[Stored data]

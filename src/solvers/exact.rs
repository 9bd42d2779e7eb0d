//! Exact single-cart solver
//!
//! Scores every coupon against every non-empty subset of the items and keeps the single best
//! pairing: highest percentage off, then highest absolute saving. Exponential in the number of
//! items; see [`crate::optimizer::Optimizer`] for the admission limit.

use rust_decimal::Decimal;
use smallvec::SmallVec;

use crate::{
    coupons::Coupon,
    discounts::saving,
    items::groups::ItemGroup,
    solvers::{
        GroupAssignment, Solver, SolverError, SolverResult,
        score::{Objective, Score},
        subsets::Subsets,
    },
};

/// Exhaustive search for the best single coupon cart.
#[derive(Debug, Clone, Copy, Default)]
pub struct ExactSolver;

impl Solver for ExactSolver {
    fn solve(&self, coupons: &[Coupon], prices: &[Decimal]) -> Result<SolverResult, SolverError> {
        let candidates = coupons.iter().enumerate().flat_map(|(coupon_idx, coupon)| {
            Subsets::new(prices.len()).map(move |indices| (coupon_idx, coupon, indices))
        });

        let best = best_single(candidates, prices)?;

        Ok(SolverResult::new(best.into_iter().collect(), prices.len()))
    }
}

/// Fold candidate `(coupon, indices)` pairings into the best single assignment.
///
/// Pairings below the coupon's minimum purchase, or that save nothing, never qualify.
pub(crate) fn best_single<'c>(
    mut candidates: impl Iterator<Item = (usize, &'c Coupon, SmallVec<[usize; 10]>)>,
    prices: &[Decimal],
) -> Result<Option<GroupAssignment>, SolverError> {
    candidates.try_fold(None, |best, (coupon_idx, coupon, indices)| {
        keep_better(best, coupon_idx, coupon, indices, prices)
    })
}

fn keep_better(
    best: Option<GroupAssignment>,
    coupon_idx: usize,
    coupon: &Coupon,
    indices: SmallVec<[usize; 10]>,
    prices: &[Decimal],
) -> Result<Option<GroupAssignment>, SolverError> {
    let group = ItemGroup::from_indices(indices, prices)?;

    if group.subtotal() < coupon.minimum_purchase() {
        return Ok(best);
    }

    let saving = saving(group.subtotal(), coupon)?;

    if saving <= Decimal::ZERO {
        return Ok(best);
    }

    let candidate = GroupAssignment {
        coupon_idx,
        group,
        saving,
    };

    Ok(Some(match best {
        Some(current) if !score(&candidate).beats(&score(&current), Objective::Percentage) => {
            current
        }
        _ => candidate,
    }))
}

fn score(assignment: &GroupAssignment) -> Score {
    Score::new(assignment.saving, assignment.group.subtotal())
}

▸ Assignment
Each of the entries must be set down exactly, none omitted.

▸ Exercise solution
filename src/solvers/exact.rs
repository 9bd42d2779e7eb0d
//! Exact single-cart solver
//!
//! Scores every coupon against every non-empty subset of the items and keeps the single best
//! pairing: highest percentage off, then highest absolute saving. Exponential in the number of
//! items; see [`crate::optimizer::Optimizer`] for the admission limit.

use rust_decimal::Decimal;
use smallvec::SmallVec;

use crate::{
    coupons::Coupon,
    discounts::saving,
    items::groups::ItemGroup,
    solvers::{
        GroupAssignment, Solver, SolverError, SolverResult,
        score::{Objective, Score},
        subsets::Subsets,
    },
};

/// Exhaustive search for the best single coupon cart.
#[derive(Debug, Clone, Copy, Default)]
pub struct ExactSolver;

impl Solver for ExactSolver {
    fn solve(&self, coupons: &[Coupon], prices: &[Decimal]) -> Result<SolverResult, SolverError> {
        let candidates = coupons.iter().enumerate().flat_map(|(coupon_idx, coupon)| {
            Subsets::new(prices.len()).map(move |indices| (coupon_idx, coupon, indices))
        });

        let best = best_single(candidates, prices)?;

        Ok(SolverResult::new(best.into_iter().collect(), prices.len()))
    }
}

/// Fold candidate `(coupon, indices)` pairings into the best single assignment.
///
/// Pairings below the coupon's minimum purchase, or that save nothing, never qualify.
pub(crate) fn best_single<'c>(
    mut candidates: impl Iterator<Item = (usize, &'c Coupon, SmallVec<[usize; 10]>)>,
    prices: &[Decimal],
) -> Result<Option<GroupAssignment>, SolverError> {
    candidates.try_fold(None, |best, (coupon_idx, coupon, indices)| {
        keep_better(best, coupon_idx, coupon, indices, prices)
    })
}

fn keep_better(
    best: Option<GroupAssignment>,
    coupon_idx: usize,
    coupon: &Coupon,
    indices: SmallVec<[usize; 10]>,
    prices: &[Decimal],
) -> Result<Option<GroupAssignment>, SolverError> {
    let group = ItemGroup::from_indices(indices, prices)?;

    if group.subtotal() < coupon.minimum_purchase() {
        return Ok(best);
    }

    let saving = saving(group.subtotal(), coupon)?;

    if saving <= Decimal::ZERO {
        return Ok(best);
    }

    let candidate = GroupAssignment {
        coupon_idx,
        group,
        saving,
    };

    Ok(Some(match best {
        Some(current) if !score(&candidate).beats(&score(&current), Objective::Percentage) => {
            current
        }
        _ => candidate,
    }))
}

fn score(assignment: &GroupAssignment) -> Score {
    Score::new(assignment.saving, assignment.group.subtotal())
}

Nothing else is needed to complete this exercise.